The damper base 70 extends in the flow direction, has both ends open, and has a substantially cylindrical shape having a diameter larger than that of the cylindrical portion 16 (see FIG. 8) of the retainer 11.
As shown in FIGS. 5, 8 and 9, slits 71 extending from the downstream end face to the upstream side are formed in the downstream portions on both the left and right sides of the damper base 70, respectively.

Further, locking holes 72 are formed in the upper portion and the lower portion of the damper base 70, respectively, in the intermediate portion in the flow direction (see FIG. 2). Slits 73 extending from the downstream end face to the upstream side are formed at the upper and lower portions of the damper base 70 where the locking holes 72 are sandwiched from both sides in the circumferential direction of the damper base 70. The upper and lower parts of the damper base 70, which have the locking holes 72 and are sandwiched by the pair of slits 73, are the locking portions 74 to which the locking protrusions 19 of the cylindrical portion 16 are locked. It is configured.

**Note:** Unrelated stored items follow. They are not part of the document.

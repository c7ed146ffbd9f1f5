//! Approval Decision Commands
//!
//! approve / revise / cancel a run suspended for review.

use console::style;

use crate::cli::util::{build_engine, print_status, require_initialized};
use crate::types::{ApprovalDecision, Result, RunState};

pub async fn approve(report_id: &str) -> Result<()> {
    submit(report_id, ApprovalDecision::Approve).await
}

pub async fn revise(report_id: &str, feedback: &str) -> Result<()> {
    submit(
        report_id,
        ApprovalDecision::RequestRevision {
            feedback: feedback.to_string(),
        },
    )
    .await
}

pub async fn cancel(report_id: &str) -> Result<()> {
    submit(report_id, ApprovalDecision::Cancel).await
}

async fn submit(report_id: &str, decision: ApprovalDecision) -> Result<()> {
    require_initialized()?;
    let (engine, _config) = build_engine()?;

    let status = engine.submit_decision(report_id, decision).await?;
    print_status(&status);

    match status.state {
        RunState::Completed => {
            println!();
            println!(
                "{} Export with 'fieldscribe export {}'",
                style("Report finalized.").green().bold(),
                report_id
            );
        }
        RunState::AwaitingApproval => {
            println!();
            println!("Revision applied; the report awaits approval again.");
        }
        RunState::Cancelled => {
            println!();
            println!("Run cancelled.");
        }
        _ => {}
    }
    Ok(())
}
//! Init Command
//!
//! Initialize FieldScribe in the current directory.

use crate::config::ConfigLoader;
use crate::storage::Database;
use crate::types::{Result, ScribeError};

pub fn run(force: bool) -> Result<()> {
    let root = std::env::current_dir()?;
    let data_dir = root.join(".fieldscribe");

    if data_dir.exists() && !force {
        return Err(ScribeError::Config(
            "Already initialized. Use --force to overwrite.".to_string(),
        ));
    }

    let project_name = root
        .file_name()
        .and_then(|n| n.to_str())
        .unwrap_or("project")
        .to_string();

    ConfigLoader::init_project(Some(&project_name))?;

    // Opening creates the schema
    let config = ConfigLoader::load()?;
    Database::open(ConfigLoader::database_path(&config))?;

    println!("✓ Initialized FieldScribe in .fieldscribe/");
    println!("  Project: {}", project_name);
    println!();
    println!("Next steps:");
    println!("  1. Export OPENAI_API_KEY");
    println!("  2. Run 'fieldscribe generate <report-id> --notes photos.json'");

    Ok(())
}
//! Configuration Loader (Figment-based)
//!
//! Loads and merges configuration from multiple sources using Figment:
//! 1. Built-in defaults (Serialized)
//! 2. Global config (~/.config/fieldscribe/config.toml)
//! 3. Project config (.fieldscribe/config.toml)
//! 4. Environment variables (FIELDSCRIBE_* prefix)

use figment::{
    Figment,
    providers::{Env, Format, Serialized, Toml},
};
use std::fs;
use std::path::{Path, PathBuf};

use directories::ProjectDirs;
use tracing::{debug, info};

use super::types::Config;
use crate::constants::storage;
use crate::types::{Result, ScribeError};

/// Configuration loader
pub struct ConfigLoader;

impl ConfigLoader {
    /// Load configuration with full resolution chain using Figment:
    /// defaults → global → project → env vars
    pub fn load() -> Result<Config> {
        let mut figment = Figment::new().merge(Serialized::defaults(Config::default()));

        if let Some(global_path) = Self::global_config_path()
            && global_path.exists()
        {
            debug!("Loading global config from: {}", global_path.display());
            figment = figment.merge(Toml::file(&global_path));
        }

        let project_path = Self::project_config_path();
        if project_path.exists() {
            debug!("Loading project config from: {}", project_path.display());
            figment = figment.merge(Toml::file(&project_path));
        }

        // e.g. FIELDSCRIBE_LLM_MODEL -> llm.model
        figment = figment.merge(Env::prefixed("FIELDSCRIBE_").split('_').lowercase(true));

        let config: Config = figment
            .extract()
            .map_err(|e| ScribeError::Config(format!("Configuration error: {}", e)))?;

        config.validate()?;
        Ok(config)
    }

    /// Load configuration from a specific file only
    pub fn load_from_file(path: &Path) -> Result<Config> {
        let config: Config = Figment::new()
            .merge(Serialized::defaults(Config::default()))
            .merge(Toml::file(path))
            .extract()
            .map_err(|e| ScribeError::Config(format!("Configuration error: {}", e)))?;
        config.validate()?;
        Ok(config)
    }

    // =========================================================================
    // Path Management
    // =========================================================================

    /// Get path to global config directory (~/.config/fieldscribe/)
    pub fn global_dir() -> Option<PathBuf> {
        ProjectDirs::from("", "", "fieldscribe").map(|dirs| dirs.config_dir().to_path_buf())
    }

    /// Get path to global config file
    pub fn global_config_path() -> Option<PathBuf> {
        Self::global_dir().map(|dir| dir.join("config.toml"))
    }

    /// Get path to project config file
    pub fn project_config_path() -> PathBuf {
        PathBuf::from(".fieldscribe/config.toml")
    }

    /// Get project data directory
    pub fn project_dir() -> PathBuf {
        PathBuf::from(".fieldscribe")
    }

    /// Resolve the database path: explicit config wins, otherwise the
    /// project data directory.
    pub fn database_path(config: &Config) -> PathBuf {
        config
            .storage
            .db_path
            .clone()
            .unwrap_or_else(|| Self::project_dir().join(storage::DEFAULT_DB_FILE))
    }

    // =========================================================================
    // Initialization
    // =========================================================================

    /// Initialize project configuration
    pub fn init_project(name: Option<&str>) -> Result<PathBuf> {
        let project_dir = Self::project_dir();
        fs::create_dir_all(&project_dir)?;

        let config_path = project_dir.join("config.toml");
        if !config_path.exists() {
            fs::write(&config_path, Self::default_project_config(name))?;
            info!("Created project config: {}", config_path.display());
        }

        Ok(project_dir)
    }

    /// Check if project is initialized
    pub fn is_project_initialized() -> bool {
        Self::project_dir().exists()
    }

    // =========================================================================
    // Internal
    // =========================================================================

    /// Generate default project config content (TOML)
    fn default_project_config(name: Option<&str>) -> String {
        let project_name = name.unwrap_or("project");
        format!(
            r#"# FieldScribe Project Configuration
# Project-specific settings that override global defaults.

version = "1.0"

[project]
name = "{}"

# Generation provider (API key comes from OPENAI_API_KEY)
[llm]
provider = "openai"
timeout_secs = 300
temperature = 0.2

[workflow]
max_generation_attempts = 3
"#,
            project_name
        )
    }
}

#[cfg(test)]
mod tests {
    use super::*;
    use tempfile::TempDir;

    #[test]
    fn test_load_from_file_merges_over_defaults() {
        let temp_dir = TempDir::new().unwrap();
        let path = temp_dir.path().join("config.toml");
        fs::write(
            &path,
            r#"
[llm]
model = "gpt-4o"
temperature = 0.0
"#,
        )
        .unwrap();

        let config = ConfigLoader::load_from_file(&path).unwrap();
        assert_eq!(config.version, "1.0");
        assert_eq!(config.llm.model.as_deref(), Some("gpt-4o"));
        assert_eq!(config.llm.temperature, 0.0);
        // Untouched sections keep defaults
        assert_eq!(config.llm.provider, "openai");
    }

    #[test]
    fn test_load_from_file_rejects_invalid_values() {
        let temp_dir = TempDir::new().unwrap();
        let path = temp_dir.path().join("config.toml");
        fs::write(&path, "[llm]\ntemperature = 9.0\n").unwrap();
        assert!(ConfigLoader::load_from_file(&path).is_err());
    }

    #[test]
    fn test_database_path_prefers_explicit_setting() {
        let mut config = Config::default();
        assert!(
            ConfigLoader::database_path(&config)
                .ends_with(".fieldscribe/fieldscribe.db")
        );

        config.storage.db_path = Some(PathBuf::from("/tmp/custom.db"));
        assert_eq!(
            ConfigLoader::database_path(&config),
            PathBuf::from("/tmp/custom.db")
        );
    }
}
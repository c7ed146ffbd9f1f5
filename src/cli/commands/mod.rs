pub mod chat;
pub mod decision;
pub mod edit;
pub mod export;
pub mod generate;
pub mod init;
pub mod status;
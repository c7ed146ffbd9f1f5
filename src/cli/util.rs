//! CLI Utilities
//!
//! Shared setup for commands: engine construction and console output.

use std::fs;
use std::path::Path;
use std::sync::Arc;

use console::style;

use crate::ai::create_provider;
use crate::config::{Config, ConfigLoader};
use crate::report::{NoopNotifier, ReportEngine};
use crate::storage::Database;
use crate::types::{Document, PhotoNote, ReportInput, Result, RunStatus, ScribeError};

/// Fail early when the working directory has no project initialization.
pub fn require_initialized() -> Result<()> {
    if !ConfigLoader::is_project_initialized() {
        return Err(ScribeError::Config(
            "Not initialized. Run 'fieldscribe init' first.".to_string(),
        ));
    }
    Ok(())
}

/// Build the engine from the effective configuration.
pub fn build_engine() -> Result<(ReportEngine, Config)> {
    let config = ConfigLoader::load()?;
    let db = Arc::new(Database::open(ConfigLoader::database_path(&config))?);
    let provider = create_provider(&config.llm.to_provider_config())?;
    let engine = ReportEngine::new(db, provider, Arc::new(NoopNotifier))
        .with_generation_timeout(std::time::Duration::from_secs(config.llm.timeout_secs))
        .with_retry_attempts(config.workflow.max_generation_attempts);
    Ok((engine, config))
}

/// Read photo notes from a JSON file: `[{"photo_id": "...", "note": "..."}]`.
pub fn read_report_input(notes_path: &Path, structure_rules: Option<&str>) -> Result<ReportInput> {
    let raw = fs::read_to_string(notes_path)?;
    let photo_notes: Vec<PhotoNote> = serde_json::from_str(&raw)?;
    Ok(ReportInput {
        photo_notes,
        structure_rules: structure_rules.unwrap_or_default().to_string(),
    })
}

/// Print a status snapshot.
pub fn print_status(status: &RunStatus) {
    println!(
        "{} {}",
        style("Report:").bold(),
        style(&status.report_id).cyan()
    );
    println!("{} {}", style("State:").bold(), status.state);
    if let Some(plan) = &status.plan {
        println!("{} {}", style("Sections:").bold(), plan.section_count());
        for (section, depth) in plan.ordered_sections() {
            let indent = "  ".repeat(usize::from(depth));
            println!("{}- {} [{}]", indent, section.title, section.section_id);
        }
    }
    println!(
        "{} {}",
        style("Updated:").bold(),
        status.updated_at.to_rfc3339()
    );
}

/// Print the document with per-block section ids for edit targeting.
pub fn print_document(document: &Document) {
    for block in &document.blocks {
        let marker = "#".repeat(usize::from(block.level));
        println!(
            "{} {}  {}",
            style(&marker).dim(),
            style(&block.heading).bold(),
            style(format!("[{}]", block.section_id)).dim()
        );
        if block.body.is_empty() {
            println!("{}", style("(not yet drafted)").dim().italic());
        } else {
            println!("{}", block.body);
        }
        println!();
    }
}
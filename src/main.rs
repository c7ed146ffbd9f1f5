use clap::{Parser, Subcommand};
use std::path::PathBuf;
use std::process::ExitCode;
use tokio::runtime::Runtime;
use tracing_subscriber::{layer::SubscriberExt, util::SubscriberInitExt};

#[derive(Parser)]
#[command(name = "fieldscribe")]
#[command(
    version,
    about = "AI-assisted field inspection report generator with human review"
)]
struct Cli {
    #[command(subcommand)]
    command: Commands,

    #[arg(long)]
    verbose: bool,

    #[arg(long, short)]
    quiet: bool,
}

#[derive(Subcommand)]
enum Commands {
    /// Initialize FieldScribe in the current directory
    Init {
        #[arg(long, short, help = "Overwrite existing initialization")]
        force: bool,
    },

    /// Start or resume report generation
    Generate {
        #[arg(help = "Report identifier")]
        report_id: String,
        #[arg(long, help = "JSON file of photo notes: [{photo_id, note}, ...]")]
        notes: Option<PathBuf>,
        #[arg(long, help = "Structure rules for the report plan")]
        rules: Option<String>,
    },

    /// Show run status
    Status {
        #[arg(help = "Report identifier")]
        report_id: Option<String>,
        #[arg(
            short = 'f',
            long,
            default_value = "text",
            help = "Output format: text, json"
        )]
        format: String,
        #[arg(long, help = "List suspended runs past the staleness threshold")]
        stale: bool,
    },

    /// Approve a report awaiting review
    Approve {
        #[arg(help = "Report identifier")]
        report_id: String,
    },

    /// Request a revision of a report awaiting review
    Revise {
        #[arg(help = "Report identifier")]
        report_id: String,
        #[arg(long, help = "What to change")]
        feedback: String,
    },

    /// Cancel a report awaiting review
    Cancel {
        #[arg(help = "Report identifier")]
        report_id: String,
    },

    /// Edit one section directly
    Edit {
        #[arg(help = "Report identifier")]
        report_id: String,
        #[arg(help = "Section identifier (shown in export output)")]
        section_id: String,
        #[arg(long, help = "New section content")]
        content: Option<String>,
        #[arg(long, help = "New section heading")]
        heading: Option<String>,
        #[arg(long, help = "Expected section version for conflict detection")]
        expect_version: Option<i64>,
    },

    /// Send a conversational message about a report
    Chat {
        #[arg(help = "Report identifier")]
        report_id: String,
        #[arg(help = "The message")]
        message: String,
    },

    /// Accept a staged suggestion
    Accept {
        #[arg(help = "Report identifier")]
        report_id: String,
        #[arg(help = "Message id of the staged suggestion")]
        message_id: String,
    },

    /// Reject a staged suggestion
    Reject {
        #[arg(help = "Report identifier")]
        report_id: String,
        #[arg(help = "Message id of the staged suggestion")]
        message_id: String,
    },

    /// Export the report as markdown
    Export {
        #[arg(help = "Report identifier")]
        report_id: String,
        #[arg(long, short, help = "Write to file instead of stdout")]
        output: Option<PathBuf>,
    },
}

/// Set up panic handler for graceful error reporting
fn setup_panic_handler() {
    let default_hook = std::panic::take_hook();

    std::panic::set_hook(Box::new(move |panic_info| {
        let message = if let Some(s) = panic_info.payload().downcast_ref::<&str>() {
            s.to_string()
        } else if let Some(s) = panic_info.payload().downcast_ref::<String>() {
            s.clone()
        } else {
            "Unknown panic".to_string()
        };

        eprintln!("\n\x1b[1;31m━━━ PANIC ━━━\x1b[0m");
        eprintln!("\x1b[31mFieldScribe encountered an unexpected error:\x1b[0m");
        eprintln!("  {}", message);

        if let Some(location) = panic_info.location() {
            eprintln!(
                "\x1b[90mLocation: {}:{}:{}\x1b[0m",
                location.file(),
                location.line(),
                location.column()
            );
        }

        default_hook(panic_info);
    }));
}

fn main() -> ExitCode {
    setup_panic_handler();

    match run_cli() {
        Ok(()) => ExitCode::SUCCESS,
        Err(e) => {
            eprintln!("\x1b[31mError:\x1b[0m {}", e);
            ExitCode::FAILURE
        }
    }
}

fn run_cli() -> anyhow::Result<()> {
    let cli = Cli::parse();

    let filter = if cli.verbose {
        "debug"
    } else if cli.quiet {
        "error"
    } else {
        "info"
    };

    tracing_subscriber::registry()
        .with(
            tracing_subscriber::EnvFilter::try_from_default_env().unwrap_or_else(|_| filter.into()),
        )
        .with(tracing_subscriber::fmt::layer())
        .init();

    use fieldscribe::cli::commands;

    match cli.command {
        Commands::Init { force } => {
            commands::init::run(force)?;
        }
        Commands::Generate {
            report_id,
            notes,
            rules,
        } => {
            let rt = Runtime::new()?;
            rt.block_on(commands::generate::run(
                &report_id,
                notes.as_deref(),
                rules.as_deref(),
            ))?;
        }
        Commands::Status {
            report_id,
            format,
            stale,
        } => {
            commands::status::run(report_id.as_deref(), &format, stale)?;
        }
        Commands::Approve { report_id } => {
            let rt = Runtime::new()?;
            rt.block_on(commands::decision::approve(&report_id))?;
        }
        Commands::Revise {
            report_id,
            feedback,
        } => {
            let rt = Runtime::new()?;
            rt.block_on(commands::decision::revise(&report_id, &feedback))?;
        }
        Commands::Cancel { report_id } => {
            let rt = Runtime::new()?;
            rt.block_on(commands::decision::cancel(&report_id))?;
        }
        Commands::Edit {
            report_id,
            section_id,
            content,
            heading,
            expect_version,
        } => {
            let rt = Runtime::new()?;
            rt.block_on(commands::edit::run(
                &report_id,
                &section_id,
                content.as_deref(),
                heading.as_deref(),
                expect_version,
            ))?;
        }
        Commands::Chat { report_id, message } => {
            let rt = Runtime::new()?;
            rt.block_on(commands::chat::send(&report_id, &message))?;
        }
        Commands::Accept {
            report_id,
            message_id,
        } => {
            let rt = Runtime::new()?;
            rt.block_on(commands::chat::accept(&report_id, &message_id))?;
        }
        Commands::Reject {
            report_id,
            message_id,
        } => {
            let rt = Runtime::new()?;
            rt.block_on(commands::chat::reject(&report_id, &message_id))?;
        }
        Commands::Export { report_id, output } => {
            commands::export::run(&report_id, output.as_deref())?;
        }
    }

    Ok(())
}
//! Workflow State Machine
//!
//! Orchestrates one report generation from planning through completion:
//!
//! ```text
//! Planning → Drafting → AwaitingApproval → Finalizing → Completed
//!                ↑            |
//!                └─ Revising ←┘ (request-revision)
//! ```
//!
//! The run is persisted after every transition, so a process restart resumes
//! from the last persisted state with no lost drafts. `AwaitingApproval` is
//! a durable suspension with no timeout; the run sits there until a human
//! decision arrives.
//!
//! Concurrency: all mutating operations on one report serialize behind a
//! per-report lock, and every persisted write carries a version
//! compare-and-set as a second line of defense (other processes share the
//! database but not the lock map). Status queries bypass the lock entirely.

use std::sync::Arc;
use std::time::Duration;

use chrono::Duration as ChronoDuration;
use dashmap::DashMap;
use tokio::sync::Mutex;
use tracing::{debug, info, instrument};

use crate::ai::SharedProvider;
use crate::report::drafter::SectionDrafter;
use crate::report::notify::StatusNotifier;
use crate::report::planner::{PlanGenerator, PlanRequest};
use crate::report::suggestion::{MessageIntent, SuggestionEngine};
use crate::report::sync::{SectionEdit, join_plan_with_sections, sections_to_document};
use crate::storage::{PlanEntry, SharedDatabase};
use crate::types::{
    ApprovalDecision, ConflictKind, Document, ReportInput, ReportPlan, Result, RunState,
    RunStatus, ScribeError, Suggestion, ValidationError, ValidationKind, WorkflowRun,
};

/// Result of one conversational message against a report
#[derive(Debug, Clone)]
pub enum MessageOutcome {
    /// An edit was proposed; it is staged and awaits accept/reject
    SuggestionStaged(Suggestion),
    /// The message did not request a change; a plain answer
    Reply(String),
}

/// The report generation engine. One instance serves all reports; state
/// lives in the database, not in this struct.
pub struct ReportEngine {
    db: SharedDatabase,
    planner: PlanGenerator,
    drafter: SectionDrafter,
    suggestions: SuggestionEngine,
    notifier: Arc<dyn StatusNotifier>,
    /// Per-report write locks. Entries are created on first use and kept
    /// for the process lifetime; the map stays small (one entry per report
    /// touched by this process).
    locks: DashMap<String, Arc<Mutex<()>>>,
}
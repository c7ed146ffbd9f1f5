//! FieldScribe - AI-Assisted Field Inspection Report Generator
//!
//! A durable, resumable workflow engine that turns field photos and notes
//! into a structured inspection report with a human approval loop.
//!
//! ## Core Features
//!
//! - **Phased Pipeline**: plan the section structure, draft each section,
//!   suspend for human review, revise on feedback
//! - **Durable Suspension**: runs persist in SQLite and survive restarts;
//!   a report can wait days for approval
//! - **Staged Suggestions**: conversational edit requests become reversible
//!   accept/reject proposals, never silent changes
//! - **Conflict Safety**: per-report locking plus versioned writes keep
//!   concurrent edits from clobbering each other
//!
//! ## Quick Start
//!
//! ```ignore
//! use std::sync::Arc;
//! use fieldscribe::{Database, ReportEngine};
//! use fieldscribe::ai::create_provider;
//! use fieldscribe::report::NoopNotifier;
//!
//! let db = Arc::new(Database::open(".fieldscribe/fieldscribe.db")?);
//! let provider = create_provider(&config.llm.to_provider_config())?;
//! let engine = ReportEngine::new(db, provider, Arc::new(NoopNotifier));
//! let status = engine.start_or_resume("report-42", input).await?;
//! ```
//!
//! ## Modules
//!
//! - [`ai`]: generation provider abstraction, output validation, timeouts
//! - [`report`]: the workflow engine and its stages
//! - [`storage`]: SQLite persistence with connection pooling
//! - [`config`]: layered configuration
//! - [`types`]: domain model and error taxonomy

pub mod ai;
pub mod cli;
pub mod config;
pub mod constants;
pub mod report;
pub mod storage;
pub mod types;

// =============================================================================
// Core Re-exports
// =============================================================================

// Configuration
pub use config::{Config, ConfigLoader};

// Error Types
pub use types::error::{Result, ResultExt, ScribeError};

// Storage
pub use storage::database::PoolConfig;
pub use storage::{Database, SharedDatabase};

// =============================================================================
// Engine Re-exports
// =============================================================================

pub use report::{
    BroadcastNotifier, MessageOutcome, NoopNotifier, ReportEngine, SectionEdit, StatusNotifier,
};

pub use types::{
    ApprovalDecision, Document, ReportInput, ReportPlan, RunState, RunStatus, WorkflowRun,
};

// =============================================================================
// AI Re-exports
// =============================================================================

pub use ai::{
    GenerationProvider, LlmResponse, OpenAiProvider, ProviderConfig, SharedProvider,
    create_provider, with_timeout,
};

Since each locking portion 74 is sandwiched by a pair of slits 73, it is more likely to bend in the vertical direction than when the slit 73 is not formed.

Further, recesses 75 recessed from the upstream end face toward the downstream side are formed in the upstream portions in the upper portion and the lower portion of the damper base 70, respectively. Both recesses 75 are locations where the sliding end portions 47a and 57a of the damper plates 41 and 51 enter.

Then, as shown in FIGS. 2, 3 and 8, the damper base 70 covers the cylindrical portion 16 from the outside. Further, the corresponding connecting portion 18 is fitted to the pair of left and right slits 71, and the pair of upper and lower locking protrusions 19 are locked in the corresponding locking holes 72, whereby the damper base 70 Is non-rotatably attached to the cylindrical portion 16.

Although not particularly described in the section of the prior art, the mounting structure of the damper base 70 to the cylindrical portion 16 is similarly adopted in the conventional air conditioning register. Therefore, the conventional damper base 107 is also formed with portions corresponding to the locking portions 74 having slits 71 and 73 and locking holes 72. In other words, as the mounting structure of the damper base 70 to the cylindrical portion 16 in the present embodiment, the same structure as before is used.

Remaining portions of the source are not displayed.